Fundado em 22 de março de 1933, apenas sete semanas após Hitler chegar ao poder, Dachau foi o primeiro campo de concentração nazista. Sob ordens diretas de Heinrich Himmler, então chefe da polícia de Munique, o campo foi construído para abrigar 5 mil prisioneiros e logo se tornou o laboratório do terror: todos os métodos de tortura, controle, disciplina e extermínio utilizados em outros campos foram testados ali.
O comandante mais influente de Dachau foi Theodor Eicke, nazista fanático que moldou o campo como uma escola da brutalidade. Ele organizou os barracões ao longo de uma grande via para facilitar a vigilância, impôs recontagens diárias e treinou os guardas da SS para agirem com frieza absoluta. “Eu só posso usar homens duros e determinados a tudo. Aqui não há lugar para mocinhas”, dizia Eicke.
Inicialmente voltado para prisioneiros políticos — comunistas, social-democratas, sindicalistas e até alguns conservadores — Dachau logo passou a receber judeus, testemunhas de Jeová, ciganos, homossexuais e clérigos católicos, especialmente após 1938. Estima-se que 2.720 sacerdotes tenham sido encarcerados no chamado “quartel dos religiosos”, muitos deles submetidos a torturas ou experimentos médicos.
Anatomia da barbárie
Com o tempo, Dachau se expandiu e passou a contar com dois crematórios, uma câmara de gás (cujo uso para assassinatos em massa ainda é alvo de debate histórico) e o Alojamento X, onde se realizavam experimentos médicos cruéis. Prisioneiros foram expostos a altitudes extremas, temperaturas congelantes, testes com malária e tuberculose e métodos de tornar água do mar potável — tudo sem qualquer consentimento.

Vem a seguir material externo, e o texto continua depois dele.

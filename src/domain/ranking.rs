//! Visit-count ranking of long URLs.
//!
//! Entries live in one sorted set and never expire, even after the link that
//! created them has expired.

use std::sync::Arc;

use tracing::debug;

use crate::domain::entities::RankedLink;
use crate::domain::entities::ranked_link::score_to_count;
use crate::domain::repositories::KeyValueStore;
use crate::error::AppError;
use crate::utils::call_guard::CallGuard;

pub struct RankingIndex {
    store: Arc<dyn KeyValueStore>,
    set: String,
}

impl RankingIndex {
    pub fn new(store: Arc<dyn KeyValueStore>, set: impl Into<String>) -> Self {
        Self {
            store,
            set: set.into(),
        }
    }

    /// Adds `url` with score 0 unless it is already ranked.
    ///
    /// Returns `true` if a new entry was created.
    pub async fn register(&self, url: &str, guard: &CallGuard) -> Result<bool, AppError> {
        guard
            .run("ZADD", self.store.zadd_nx(&self.set, url, 0.0))
            .await
    }

    /// Increments the visit count of `url` by one and returns the new count.
    ///
    /// The increment is done by the store, never read-modify-write here.
    pub async fn bump(&self, url: &str, guard: &CallGuard) -> Result<u64, AppError> {
        let score = guard
            .run("ZINCRBY", self.store.zincrby(&self.set, url, 1.0))
            .await?;
        debug!("Ranking {} -> {}", url, score);
        Ok(score_to_count(score))
    }

    /// Current visit count of `url`, if ranked.
    pub async fn score(&self, url: &str, guard: &CallGuard) -> Result<Option<u64>, AppError> {
        let score = guard
            .run("ZSCORE", self.store.zscore(&self.set, url))
            .await?;
        Ok(score.map(score_to_count))
    }

    /// Returns up to `n` entries, highest count first.
    ///
    /// Order among equal counts is undefined.
    ///
    /// # Errors
    ///
    /// Returns [`AppError::Empty`] if nothing is ranked.
    pub async fn top(&self, n: usize, guard: &CallGuard) -> Result<Vec<RankedLink>, AppError> {
        let entries = guard
            .run(
                "ZREVRANGEBYSCORE",
                self.store
                    .zrevrange_by_score(&self.set, 0.0, f64::INFINITY, 0, n),
            )
            .await?;

        if entries.is_empty() {
            return Err(AppError::Empty);
        }

        Ok(entries
            .into_iter()
            .map(|(url, score)| RankedLink::from_score(url, score))
            .collect())
    }
}

#[cfg(test)]
mod tests {
    use super::*;
    use crate::domain::repositories::MockKeyValueStore;
    use crate::error::ErrorKind;
    use crate::infrastructure::store::MemoryStore;
    use tokio_util::sync::CancellationToken;

    fn guard() -> CallGuard {
        CallGuard::new(CancellationToken::new(), std::time::Duration::from_secs(1))
    }

    fn index() -> RankingIndex {
        RankingIndex::new(Arc::new(MemoryStore::new()), "url_metric")
    }

    #[tokio::test]
    async fn test_register_does_not_reset_score() {
        let ranking = index();

        assert!(ranking.register("https://a.test/", &guard()).await.unwrap());
        ranking.bump("https://a.test/", &guard()).await.unwrap();
        assert!(!ranking.register("https://a.test/", &guard()).await.unwrap());

        assert_eq!(
            ranking.score("https://a.test/", &guard()).await.unwrap(),
            Some(1)
        );
    }

    #[tokio::test]
    async fn test_bump_creates_missing_entry() {
        let ranking = index();

        assert_eq!(ranking.bump("https://new.test/", &guard()).await.unwrap(), 1);
        assert_eq!(ranking.bump("https://new.test/", &guard()).await.unwrap(), 2);
    }

    #[tokio::test]
    async fn test_bump_leaves_other_entries_untouched() {
        let ranking = index();
        ranking.register("https://a.test/", &guard()).await.unwrap();
        ranking.register("https://b.test/", &guard()).await.unwrap();

        ranking.bump("https://a.test/", &guard()).await.unwrap();

        assert_eq!(
            ranking.score("https://a.test/", &guard()).await.unwrap(),
            Some(1)
        );
        assert_eq!(
            ranking.score("https://b.test/", &guard()).await.unwrap(),
            Some(0)
        );
    }

    #[tokio::test]
    async fn test_top_orders_by_descending_score() {
        let ranking = index();
        for (url, visits) in [
            ("https://a.test/", 1),
            ("https://b.test/", 4),
            ("https://c.test/", 2),
        ] {
            ranking.register(url, &guard()).await.unwrap();
            for _ in 0..visits {
                ranking.bump(url, &guard()).await.unwrap();
            }
        }

        let top = ranking.top(2, &guard()).await.unwrap();

        assert_eq!(
            top,
            vec![
                RankedLink::new("https://b.test/", 4),
                RankedLink::new("https://c.test/", 2),
            ]
        );
    }

    #[tokio::test]
    async fn test_top_empty_set() {
        let err = index().top(3, &guard()).await.unwrap_err();
        assert_eq!(err.kind(), ErrorKind::Empty);
    }

    #[tokio::test]
    async fn test_top_queries_full_score_range() {
        let mut mock_store = MockKeyValueStore::new();
        mock_store
            .expect_zrevrange_by_score()
            .withf(|set, min, max, offset, count| {
                set == "ranks" && *min == 0.0 && max.is_infinite() && *offset == 0 && *count == 5
            })
            .times(1)
            .returning(|_, _, _, _, _| Ok(vec![("https://a.test/".to_string(), 7.0)]));

        let ranking = RankingIndex::new(Arc::new(mock_store), "ranks");
        let top = ranking.top(5, &guard()).await.unwrap();

        assert_eq!(top, vec![RankedLink::new("https://a.test/", 7)]);
    }
}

A partir de 1942, mais de 2.500 prisioneiros foram enviados para as câmaras de gás do Castelo de Hartheim, na Áustria, como parte do programa de eutanásia. Outros milhares foram executados a tiros no pátio do bunker ou em campos de tiro construídos especialmente para isso. Pelo menos 4.000 prisioneiros de guerra soviéticos foram assassinados em Dachau após a invasão da URSS.

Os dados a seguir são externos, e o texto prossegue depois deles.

//! Cross-origin policy for browser clients.

use axum::http::{HeaderName, HeaderValue, Method};
use tower_http::cors::{AllowHeaders, AllowOrigin, CorsLayer};
use tracing::warn;

/// Builds the CORS layer for `origins`.
///
/// Only GET and POST are allowed. Request headers are mirrored back and
/// credentials are allowed, so origins must be listed explicitly. Origins that
/// are not valid header values are skipped with a warning. An empty list
/// yields a layer that allows no cross-origin requests.
pub fn layer(origins: &[String]) -> CorsLayer {
    let allowed: Vec<HeaderValue> = origins
        .iter()
        .filter_map(|origin| match HeaderValue::from_str(origin) {
            Ok(value) => Some(value),
            Err(_) => {
                warn!("Ignoring invalid CORS origin '{}'", origin);
                None
            }
        })
        .collect();

    CorsLayer::new()
        .allow_origin(AllowOrigin::list(allowed))
        .allow_methods([Method::GET, Method::POST])
        .allow_headers(AllowHeaders::mirror_request())
        .allow_credentials(true)
        .expose_headers([HeaderName::from_static("x-total-count")])
}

Além do terror físico e psicológico, Dachau operava como um centro de trabalho forçado. Inicialmente, os detentos realizavam tarefas de construção, drenagem de pântanos e serviços internos. Mas, com o avanço da guerra, passaram a ser mobilizados para a indústria bélica. Em 1944, foram criados mais de 140 subcampos ligados a fábricas de armamentos, principalmente na Baviera. Milhares de prisioneiros morreram de exaustão, doenças e desnutrição.
O fim e a libertação
Com o avanço dos Aliados, os nazistas começaram a evacuar os campos próximos às frentes de batalha, forçando prisioneiros a marchas da morte. Dachau passou a receber comboios lotados de prisioneiros vindos do leste, agravando ainda mais as condições sanitárias. Epidemias de tifo, fome extrema e superlotação tomaram conta do campo. Em 26 de abril de 1945, havia mais de 67 mil prisioneiros registrados em Dachau e seus subcampos.
Três dias depois, em 29 de abril de 1945, os americanos chegaram. Encontraram mais de 30 vagões de trem repletos de cadáveres em decomposição. Os poucos guardas da SS que restavam foram rendidos ou mortos. A população local de Dachau foi obrigada pelos soldados a visitar o campo e ver os horrores com seus próprios olhos.
No início de maio, os últimos sobreviventes das marchas da morte também foram libertados. Em 8 de maio, a Alemanha nazista assinaria sua rendição incondicional, encerrando oficialmente a Segunda Guerra Mundial.
Durante seus 12 anos de existência, mais de 200 mil pessoas passaram por Dachau. Estima-se que 45 mil tenham sido mortas, número que inclui os assassinados em subcampos e em transferências. O campo funcionou como protótipo de crueldade institucionalizada, onde o Estado nazista aperfeiçoou sua máquina de repressão e morte.